Изменить размер шрифта - +
Один из членов жюри – его фамилию никто не называл – колебался, доказывая, что вина профессора химии обвинением не доказана. Остальные 11 человек принялись убеждать его в том, что дело яснее ясного и ломать голову не над чем. Основная задержка с вынесением вердикта оказалась связана как раз с разгоревшейся полемикой.

Как несложно догадаться, 11 человек, в конце концов, переубедили 1-го колеблющегося [в противном случае вердикт не состоялся бы]. Четверть века спустя участники тех событий не выражали сожаления или сомнений в справедливости принятого решения – это, пожалуй, всё, что нам следует помнить о вердикте жюри присяжных.

Итак, что же последовало далее?

На следующий день – 31 марта – семья осуждённого [а профессора уже можно было с полным правом именовать так] получила большое ободряющее письмо от жителей Кембриджа. Среди подписавших его оказались известные члены местного общества – Эдвард Эверетт (Edward Everett), Джаред Спаркс (Jared Sparks), профессор Нортон (Prof. Norton), судья Фэй (Fay). Последний не удержался от того, чтобы пообщаться с журналистами. Он рассказал им, что ранее испытывал некоторые колебания в вопросе виновности или невиновности своего друга Джона Уэбстера, но прослушав 30 марта его выступление в суде, отбросил всякие сомнения в его добропорядочности и именно по этой причине подписал письмо.
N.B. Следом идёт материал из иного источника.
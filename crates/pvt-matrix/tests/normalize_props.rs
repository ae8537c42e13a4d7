use pvt_matrix::{normalize, PrepositionSchema, SchemaMigration, SchemaVersion};
use proptest::prelude::*;

fn schemas() -> impl Strategy<Value = PrepositionSchema> {
    prop_oneof![
        Just(PrepositionSchema::legacy()),
        Just(PrepositionSchema::current()),
        Just(PrepositionSchema::new(SchemaVersion(42), ["In"]).unwrap()),
    ]
}

#[test]
fn nineteen_columns_gain_leading_slot() {
    let schema = PrepositionSchema::current();
    let input = vec!["a".to_string(); 19];

    let mut expected = vec![String::new()];
    expected.extend(input.clone());

    assert_eq!(normalize(&input, &schema), expected);
}

proptest! {
    #[test]
    fn prop_output_has_schema_length(
        schema in schemas(),
        raw in prop::collection::vec("[a-z]{0,6}", 0..40),
    ) {
        prop_assert_eq!(normalize(&raw, &schema).len(), schema.len());
    }

    #[test]
    fn prop_normalize_is_idempotent(
        schema in schemas(),
        raw in prop::collection::vec("[a-z]{0,6}", 0..40),
    ) {
        let once = normalize(&raw, &schema);
        let twice = normalize(&once, &schema);
        prop_assert_eq!(once, twice);
    }

    #[test]
    fn prop_padding_preserves_prefix(
        raw in prop::collection::vec("[a-z]{1,6}", 0..16),
    ) {
        let schema = PrepositionSchema::legacy();
        let out = normalize(&raw, &schema);
        prop_assert_eq!(&out[..raw.len()], &raw[..]);
        prop_assert!(out[raw.len()..].iter().all(String::is_empty));
    }

    #[test]
    fn prop_migration_shifts_tail_by_two(
        raw in prop::collection::vec("[a-z]{1,6}", 18..=18),
    ) {
        let out = SchemaMigration::up_with_and_forward().apply(&raw);
        prop_assert_eq!(out.len(), 20);
        prop_assert_eq!(&out[..15], &raw[..15]);
        prop_assert_eq!(&out[17..], &raw[15..]);
        prop_assert!(out[15].is_empty() && out[16].is_empty());
    }
}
Не совсем понятно, для чего бывший судья полез со своими рассуждениями к газетчикам. Монолог его прозвучал невпопад и произвёл двоякое впечатление. Из него можно было заключить то, что даже хорошие друзья осуждённого с самого начала допускали его виновность, а стало быть обвинительный материал и в самом деле выглядел очень и очень убедительно. Уместным казался вопрос, почему господин судья согласился свидетельствовать в защиту друга, если считал того виновным в убийстве [напомним, что Фэй был в числе свидетелей защиты]? И что такого сказал профессор Уэбстер в своём обращении к суду в конце процесса, что Фэй изменил первоначальную точку зрения? В общем, жена осуждённого вряд ли осталась довольна рассуждениями мистера Фэя перед газетчиками, ну да не зря же говорится, что на чужой роток не накинешь платок.

Ранним утром 1 апреля судья Лемюэль Шоу распорядился к 9 часам доставить профессора Уэбстера в суд. Весть о том, что в ближайшие часы судья намерен огласить приговор, облетела центральную часть Бостона моментально. К 9 часам утра перед зданием суда на Скул-стрит уже собралась огромная толпа зевак, намеревавшаяся присутствовать при историческом событии, и возникли вполне ожидаемые проблемы с допуском почтенной публики в зал заседаний.

Судья не стал дожидаться, пока помещение будет заполнено, и едва Джон Уэбстер занял своё место, обратился к нему с неожиданно проникновенной речью, в которой нашлось место упоминаниям добродетелей и чести. Автор должен признаться, что речь эта выглядела так, словно судья намеревался обосновать некий очень гуманный приговор, и… тем неожиданнее прозвучала её концовка. Судья закончил свою пафосную речь очень будничным и даже равнодушным объявлением, из которого следовало, что «Джон Уэбстер должен быть взят в окружную тюрьму, где должен будет находиться под надёжной охраной до того дня, когда исполнительная власть возьмёт его оттуда и повесит за шею до наступления смерти и пусть Господь Бог помилует его душу».

Не подлежит сомнению, что высокопарное вступление судьи и формальное, совершенно равнодушное окончание речи явились умышленным трюком, призванным усилить волнение осуждённого.